Company of Heroes is a real-time strategy video game series developed by Relic Entertainment. The series is set during World War II.

Games

Company of Heroes 

The first game in the series was released on September 12, 2006 in North America, and September 29, 2006 in Europe. It was ported to iOS and released for iPad on February 13, 2020.

Company of Heroes: Opposing Fronts

The first stand-alone expansion pack to Company of Heroes, it was released September 25, 2007 in the US and September 28 in Europe.

Company of Heroes: Tales of Valor

The second stand-alone expansion pack to Company of Heroes, it was released on April 9, 2009.

Company of Heroes Online 

Company of Heroes Online was a free massively multiplayer online real-time strategy game developed by Relic Entertainment and published by THQ. The open beta for the game started on 2 September 2010, and the game was cancelled on March 31st 2011. The game has no link with the original Company of Heroes multiplayer system and is a stand-alone game, unlike its predecessors. The game uses the same graphics engine as the retail release of Company of Heroes. Relic also released a Chinese and a South Korean version of the game. The Chinese version was co-developed and published by Shanda while the South Korean version was published by WindySoft and developed entirely by Relic Entertainment. The Korean and American versions featured the entire single-player campaign from the retail release while the Chinese version did not.

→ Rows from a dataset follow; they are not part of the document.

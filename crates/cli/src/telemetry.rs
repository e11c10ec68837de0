//! Tracing subscriber installation.

use std::io::{self, IsTerminal};

use once_cell::sync::OnceCell;
use serde::Deserialize;
use thiserror::Error;
use tracing::subscriber::SetGlobalDefaultError;
use tracing_subscriber::{fmt, EnvFilter};

static INSTALLED: OnceCell<()> = OnceCell::new();

/// Log line layout.
#[derive(Debug, Clone, Copy, Default, PartialEq, Eq, Deserialize)]
#[serde(rename_all = "lowercase")]
pub(crate) enum LogFormat {
    #[default]
    Compact,
    Json,
}

/// The `[telemetry]` table.
#[derive(Debug, Clone, PartialEq, Deserialize)]
#[serde(default, deny_unknown_fields)]
pub(crate) struct TelemetryConfig {
    /// `EnvFilter` directives, overridden by `RUST_LOG` when set.
    pub(crate) log_filter: String,
    pub(crate) log_format: LogFormat,
}

impl Default for TelemetryConfig {
    fn default() -> Self {
        Self {
            log_filter: "info".to_owned(),
            log_format: LogFormat::Compact,
        }
    }
}

#[derive(Debug, Error)]
pub(crate) enum TelemetryError {
    #[error("invalid log filter `{filter}`: {message}")]
    Filter { filter: String, message: String },
    #[error("failed to install tracing subscriber: {0}")]
    Subscriber(#[from] SetGlobalDefaultError),
}

/// Installs the global subscriber once; later calls are no-ops.
pub(crate) fn initialise(config: &TelemetryConfig) -> Result<(), TelemetryError> {
    INSTALLED.get_or_try_init(|| install(config)).map(|_| ())
}

fn install(config: &TelemetryConfig) -> Result<(), TelemetryError> {
    let filter = filter_for(config)?;
    let builder = fmt::Subscriber::builder()
        .with_env_filter(filter)
        .with_target(true)
        .with_writer(io::stderr)
        .with_ansi(io::stderr().is_terminal());
    let subscriber: Box<dyn tracing::Subscriber + Send + Sync> = match config.log_format {
        LogFormat::Compact => Box::new(builder.compact().finish()),
        LogFormat::Json => Box::new(builder.json().flatten_event(true).finish()),
    };

    tracing::subscriber::set_global_default(subscriber)?;
    Ok(())
}

fn filter_for(config: &TelemetryConfig) -> Result<EnvFilter, TelemetryError> {
    let directives = std::env::var(EnvFilter::DEFAULT_ENV)
        .ok()
        .filter(|value| !value.trim().is_empty())
        .unwrap_or_else(|| config.log_filter.clone());
    EnvFilter::try_new(&directives).map_err(|error| TelemetryError::Filter {
        filter: directives,
        message: error.to_string(),
    })
}

#[cfg(test)]
mod tests {
    use super::*;

    #[test]
    fn bad_filters_are_reported() {
        let config = TelemetryConfig {
            log_filter: "dispatch=notalevel".to_owned(),
            log_format: LogFormat::Compact,
        };
        // RUST_LOG would take precedence over the configured filter.
        if std::env::var(EnvFilter::DEFAULT_ENV).is_ok() {
            return;
        }
        let error = filter_for(&config).expect_err("invalid level");
        assert!(error.to_string().contains("dispatch=notalevel"));
    }

    #[test]
    fn initialising_twice_is_harmless() {
        let config = TelemetryConfig::default();
        initialise(&config).expect("first install");
        initialise(&config).expect("second install is a no-op");
    }

    #[test]
    fn concurrent_initialisation_installs_once() {
        let workers: Vec<_> = (0..4)
            .map(|_| std::thread::spawn(|| initialise(&TelemetryConfig::default()).is_ok()))
            .collect();

        for worker in workers {
            assert!(worker.join().expect("worker finished"));
        }
    }
}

Company of Heroes Online was a real-time strategy game which was based on Company of Heroes. Its gameplay placed emphasis on usage of varying degrees of cover together with a destructible terrain. Another departure from mainstream RTS's was the implementation of sector supply whereby the resource income of a player is linked to the sectors under that player's control. A unique feature of Company of Heroes Online was the large number of combinations of hero units, special abilities and doctrinal abilities a player could utilize, giving the potential for diverse and creative strategies.

Company of Heroes 2 

A sequel, Company of Heroes 2, was released on June 25, 2013 in North America and Europe. The game features the USSR's Red Army as a new faction and takes the player on various stages of the Eastern Front campaign, from Operation Barbarossa to the Battle of Berlin. It uses the Essence 3.0 engine which includes environmental effects and the "True Sight" and "ColdTech" systems mimicking unit line of sight and weather effects such as snow and mud as well as blizzards.

Company of Heroes 3 

Company of Heroes 3 was announced by Relic and Sega in July 2021. The game takes place once again in WW2, this time, in Italy and some parts of the North African Campaign. It was released on February 23, 2023.